Steve Greenberg (born December 20, 1958) is an American national TV personality dubbed "The Innovation Insider" who showcases gadgets, inventions, and other innovative products. Greenberg is a new product scout and the author of Gadget Nation: A Journey Through the Eccentric World of Invention, the book that features more than 100 off-beat gadgets and the inventors behind them. He was born in Paterson, New Jersey, and currently lives in Miami, Florida and New York City

Greenberg’s innovation insights are routinely featured both in-print and on-camera. He can be seen monthly on NBC's Today Show. He is also a frequent guest on The Dr. Oz Show and HSN. In the past, Steve has appeared on CBS’s Early Show, ABC's World News This Morning and World News Now, and Fox’s Fox & Friends. His "Innovation Insider" features appear in publications including The Miami Herald, Air Currents magazine, ROOMS magazine, Smart Homeowner magazine, Backyard Living, Log Home Living, and HomeToys.com.
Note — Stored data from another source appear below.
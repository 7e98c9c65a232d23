//! `SeaORM` Entity for ledger_checkpoints table.

use sea_orm::entity::prelude::*;
use serde::{Deserialize, Serialize};

#[derive(Clone, Debug, PartialEq, DeriveEntityModel, Eq, Serialize, Deserialize)]
#[sea_orm(table_name = "ledger_checkpoints")]
pub struct Model {
    #[sea_orm(primary_key, auto_increment = false)]
    pub principal: String,
    #[sea_orm(primary_key, auto_increment = false)]
    pub checkpoint_key: String,
    #[sea_orm(column_type = "Decimal(Some((20, 2)))")]
    pub opening_balance: Decimal,
    #[sea_orm(column_type = "Decimal(Some((20, 2)))")]
    pub balance: Decimal,
    #[sea_orm(column_type = "Decimal(Some((20, 2)))")]
    pub credits: Decimal,
    #[sea_orm(column_type = "Decimal(Some((20, 2)))")]
    pub debits: Decimal,
    pub entry_count: i64,
    pub created_at: DateTimeWithTimeZone,
}

#[derive(Copy, Clone, Debug, EnumIter, DeriveRelation)]
pub enum Relation {}

impl ActiveModelBehavior for ActiveModel {}
//! Database migration runner for the ledger schema.
//!
//! Usage:
//!   migrator up      - Run all pending migrations
//!   migrator down    - Rollback last migration
//!   migrator status  - Show migration status
//!   migrator fresh   - Drop all tables and re-run migrations

use sea_orm_migration::prelude::*;
use tally_db::Migrator;

#[tokio::main]
async fn main() {
    dotenvy::dotenv().ok();

    // The migrator CLI installs its own tracing subscriber
    cli::run_cli(Migrator).await;
}
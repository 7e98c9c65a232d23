//! `SeaORM` entity definitions.

pub mod ledger_checkpoints;
pub mod ledger_counters;
pub mod ledger_entries;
Steve is often a speaker and/or judge at national and international invention/new product events including FutureVision and Japan’s highly acclaimed CEATEC.
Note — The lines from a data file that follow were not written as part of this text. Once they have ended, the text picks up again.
//! Checkpoint auditors.
//!
//! Auditors see every candidate checkpoint together with the entries it
//! folds, in registration order, before the checkpoint is persisted. Any
//! rejection aborts the compaction run.

use std::sync::Arc;

use async_trait::async_trait;
use thiserror::Error;
use tracing::error;

use super::checkpoint::Checkpoint;
use super::entry::{DayTotals, LedgerEntry};
use super::error::LedgerError;

/// Rejection raised by an auditor.
#[derive(Debug, Clone, PartialEq, Eq, Error)]
#[error("{message}")]
pub struct AuditError {
    message: String,
}

impl AuditError {
    /// Creates an audit error.
    #[must_use]
    pub fn new(message: impl Into<String>) -> Self {
        Self {
            message: message.into(),
        }
    }

    /// The rejection message.
    #[must_use]
    pub fn message(&self) -> &str {
        &self.message
    }
}

/// Hook invoked for every candidate checkpoint.
#[async_trait]
pub trait Auditor: Send + Sync {
    /// Name used in logs and errors.
    fn name(&self) -> &str;

    /// Inspects a candidate checkpoint and the entries of its day.
    async fn audit(&self, checkpoint: &Checkpoint, entries: &[LedgerEntry]) -> Result<(), AuditError>;
}

/// Ordered set of auditors.
#[derive(Clone, Default)]
pub struct AuditorRegistry {
    auditors: Vec<Arc<dyn Auditor>>,
}

impl std::fmt::Debug for AuditorRegistry {
    fn fmt(&self, f: &mut std::fmt::Formatter<'_>) -> std::fmt::Result {
        f.debug_list().entries(self.names()).finish()
    }
}

impl AuditorRegistry {
    /// Creates an empty registry.
    #[must_use]
    pub fn new() -> Self {
        Self::default()
    }

    /// Appends an auditor; it runs after those already registered.
    pub fn register(&mut self, auditor: Arc<dyn Auditor>) {
        self.auditors.push(auditor);
    }

    /// Names in registration order.
    pub fn names(&self) -> impl Iterator<Item = &str> {
        self.auditors.iter().map(|a| a.name())
    }

    /// Number of registered auditors.
    #[must_use]
    pub fn len(&self) -> usize {
        self.auditors.len()
    }

    /// Returns true if no auditor is registered.
    #[must_use]
    pub fn is_empty(&self) -> bool {
        self.auditors.is_empty()
    }

    /// Runs every auditor in order, stopping at the first rejection.
    pub async fn run(&self, checkpoint: &Checkpoint, entries: &[LedgerEntry]) -> Result<(), LedgerError> {
        for auditor in &self.auditors {
            if let Err(source) = auditor.audit(checkpoint, entries).await {
                error!(
                    principal = %checkpoint.principal,
                    day = %checkpoint.day(),
                    auditor = auditor.name(),
                    error = %source,
                    "Checkpoint rejected by auditor"
                );
                return Err(LedgerError::AuditFailed {
                    auditor: auditor.name().to_string(),
                    day: checkpoint.day(),
                    source,
                });
            }
        }
        Ok(())
    }
}

/// Checks that a checkpoint continues from its opening balance.
#[derive(Debug, Clone, Copy, Default)]
pub struct ContinuityAuditor;

#[async_trait]
impl Auditor for ContinuityAuditor {
    fn name(&self) -> &str {
        "continuity"
    }

    async fn audit(&self, checkpoint: &Checkpoint, _entries: &[LedgerEntry]) -> Result<(), AuditError> {
        if checkpoint.credits.is_negative() {
            return Err(AuditError::new(format!("credits {} are negative", checkpoint.credits)));
        }
        if checkpoint.debits.is_positive() {
            return Err(AuditError::new(format!("debits {} are positive", checkpoint.debits)));
        }
        let expected = checkpoint.opening_balance + checkpoint.credits + checkpoint.debits;
        if checkpoint.balance != expected {
            return Err(AuditError::new(format!(
                "balance {} does not continue from {} (expected {expected})",
                checkpoint.balance, checkpoint.opening_balance
            )));
        }
        Ok(())
    }
}

/// Recomputes credits, debits and entry count from the entries.
#[derive(Debug, Clone, Copy, Default)]
pub struct EntrySumAuditor;

#[async_trait]
impl Auditor for EntrySumAuditor {
    fn name(&self) -> &str {
        "entry-sum"
    }

    async fn audit(&self, checkpoint: &Checkpoint, entries: &[LedgerEntry]) -> Result<(), AuditError> {
        let totals = DayTotals::from_entries(entries);
        if totals.credits != checkpoint.credits || totals.debits != checkpoint.debits {
            return Err(AuditError::new(format!(
                "entries sum to credits {} / debits {}, checkpoint has {} / {}",
                totals.credits, totals.debits, checkpoint.credits, checkpoint.debits
            )));
        }
        if totals.count != checkpoint.entry_count {
            return Err(AuditError::new(format!(
                "{} entries folded, checkpoint counts {}",
                totals.count, checkpoint.entry_count
            )));
        }
        Ok(())
    }
}

#[cfg(test)]
mod tests {
    use super::*;
    use chrono::{NaiveDate, TimeZone, Utc};
    use rust_decimal_macros::dec;
    use std::sync::Mutex;
    use tally_shared::{Money, Principal};

    use crate::ledger::keys::TimeKey;

    fn day() -> NaiveDate {
        NaiveDate::from_ymd_opt(2024, 6, 1).unwrap()
    }

    fn checkpoint(opening: Money, credits: Money, debits: Money, count: u64) -> Checkpoint {
        let totals = DayTotals { credits, debits, count };
        let mut previous = Checkpoint::bootstrap(
            Principal::parse("p").unwrap(),
            day().pred_opt().unwrap(),
            Utc.with_ymd_and_hms(2024, 6, 3, 0, 0, 0).unwrap(),
        )
        .unwrap();
        previous.balance = opening;
        previous.next(day(), &totals, previous.created_at).unwrap()
    }

    fn entry(delta: Money, offset: i64) -> LedgerEntry {
        LedgerEntry {
            key: TimeKey::encode(crate::ledger::day::start_of(day()) + chrono::TimeDelta::seconds(offset)).unwrap(),
            principal: Principal::parse("p").unwrap(),
            delta,
            reason: 0,
            remark: String::new(),
            reference: None,
            correlation_id: None,
        }
    }

    struct Recording {
        name: &'static str,
        log: Arc<Mutex<Vec<&'static str>>>,
        reject: bool,
    }

    #[async_trait]
    impl Auditor for Recording {
        fn name(&self) -> &str {
            self.name
        }

        async fn audit(&self, _checkpoint: &Checkpoint, _entries: &[LedgerEntry]) -> Result<(), AuditError> {
            self.log.lock().unwrap().push(self.name);
            if self.reject {
                Err(AuditError::new("nope"))
            } else {
                Ok(())
            }
        }
    }

    #[tokio::test]
    async fn test_continuity_accepts_consistent_checkpoint() {
        let cp = checkpoint(Money::new(dec!(10)), Money::new(dec!(5)), Money::new(dec!(-2)), 2);
        assert!(ContinuityAuditor.audit(&cp, &[]).await.is_ok());
    }

    #[tokio::test]
    async fn test_continuity_rejects_broken_balance() {
        let mut cp = checkpoint(Money::new(dec!(10)), Money::new(dec!(5)), Money::new(dec!(-2)), 2);
        cp.balance = Money::new(dec!(99));
        let err = ContinuityAuditor.audit(&cp, &[]).await.unwrap_err();
        assert!(err.message().contains("does not continue"));
    }

    #[tokio::test]
    async fn test_continuity_rejects_signs() {
        let mut cp = checkpoint(Money::zero(), Money::zero(), Money::zero(), 0);
        cp.credits = Money::new(dec!(-1));
        assert!(ContinuityAuditor.audit(&cp, &[]).await.is_err());
    }

    #[tokio::test]
    async fn test_entry_sum_matches() {
        let entries = vec![entry(Money::new(dec!(5)), 1), entry(Money::new(dec!(-2)), 2)];
        let cp = checkpoint(Money::zero(), Money::new(dec!(5)), Money::new(dec!(-2)), 2);
        assert!(EntrySumAuditor.audit(&cp, &entries).await.is_ok());

        let short = &entries[..1];
        assert!(EntrySumAuditor.audit(&cp, short).await.is_err());
    }

    #[tokio::test]
    async fn test_registry_runs_in_order_and_stops_on_rejection() {
        let log = Arc::new(Mutex::new(Vec::new()));
        let mut registry = AuditorRegistry::new();
        for (name, reject) in [("first", false), ("second", true), ("third", false)] {
            registry.register(Arc::new(Recording {
                name,
                log: Arc::clone(&log),
                reject,
            }));
        }
        assert_eq!(registry.len(), 3);
        assert_eq!(registry.names().collect::<Vec<_>>(), vec!["first", "second", "third"]);

        let cp = checkpoint(Money::zero(), Money::zero(), Money::zero(), 0);
        let err = registry.run(&cp, &[]).await.unwrap_err();

        assert!(matches!(err, LedgerError::AuditFailed { ref auditor, .. } if auditor == "second"));
        assert_eq!(*log.lock().unwrap(), vec!["first", "second"]);
    }
}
For three years, Greenberg could be seen every weeknight demonstrating innovative products on the Discovery Channel's Your New House, and for six years he traveled the country showcasing the latest in home design, construction, and trends on HGTV's Dream Builders. For five years, HGTV used Greenberg’s reporting skills for coverage of the hottest new home improvement products at NAHB’s International Builders' Show. Greenberg has also been a judge for Hammacher Schlemmer’s "Search For Invention” contest.

Before he made his beat innovation, Greenberg was a full-time television news reporter. While working at the CBS-owned station WFOR-TV in Miami, he traveled to Cuba five times, covered Hurricane Andrew, followed Hurricane Emily to the Carolinas, and reported stories in Mexico, Honduras, the Bahamas, and around the U.S. Greenberg’s reports have been seen on CBS's morning newscast and routinely on CBS's national news feed service.
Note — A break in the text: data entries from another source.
//! The principal a ledger is kept for.
//!
//! Principals arrive as free-form strings (account, business or user
//! identifiers). They are trimmed and must not be empty.

use serde::{Deserialize, Serialize};

use crate::error::TypeError;

/// Maximum principal length in bytes, after trimming.
pub const MAX_PRINCIPAL_LEN: usize = 128;

/// Trimmed, non-empty principal identifier.
#[derive(Debug, Clone, PartialEq, Eq, PartialOrd, Ord, Hash, Serialize, Deserialize)]
#[serde(try_from = "String", into = "String")]
pub struct Principal(String);

impl Principal {
    /// Parses a principal from raw input.
    ///
    /// # Errors
    ///
    /// Returns an error if the trimmed input is empty or too long.
    pub fn parse(raw: &str) -> Result<Self, TypeError> {
        let trimmed = raw.trim();
        if trimmed.is_empty() {
            return Err(TypeError::EmptyPrincipal);
        }
        if trimmed.len() > MAX_PRINCIPAL_LEN {
            return Err(TypeError::PrincipalTooLong {
                len: trimmed.len(),
                max: MAX_PRINCIPAL_LEN,
            });
        }
        Ok(Self(trimmed.to_string()))
    }

    /// Returns the principal as a string slice.
    #[must_use]
    pub fn as_str(&self) -> &str {
        &self.0
    }
}

impl TryFrom<String> for Principal {
    type Error = TypeError;

    fn try_from(value: String) -> Result<Self, Self::Error> {
        Self::parse(&value)
    }
}

impl From<Principal> for String {
    fn from(value: Principal) -> Self {
        value.0
    }
}

impl std::fmt::Display for Principal {
    fn fmt(&self, f: &mut std::fmt::Formatter<'_>) -> std::fmt::Result {
        f.write_str(&self.0)
    }
}

impl std::str::FromStr for Principal {
    type Err = TypeError;

    fn from_str(s: &str) -> Result<Self, Self::Err> {
        Self::parse(s)
    }
}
Greenberg has been honored with 12 Emmy Awards. He has received the highest broadcast national award from the American Heart Association and he has received special recognition from the Florida Medical Association for his coverage of the HIV Haitians detained at Cuba's Guantanamo Bay Naval Base. Greenberg also took first place in the Sunshine State Awards for feature reporting. His educational kids' programs – Doc Steve's Amazing Science Seekers, Baby Animals, Mammals & More, and Gators, Crocs & Other Yucky Swamp Creatures – have all received numerous honors and endorsements from teacher/parent organizations.

Greenberg co-hosted the Food Network series Invention Hunters with partner/co-host Patrick Raymond.

Greenberg is a monthly contributor on NBC's Today Show.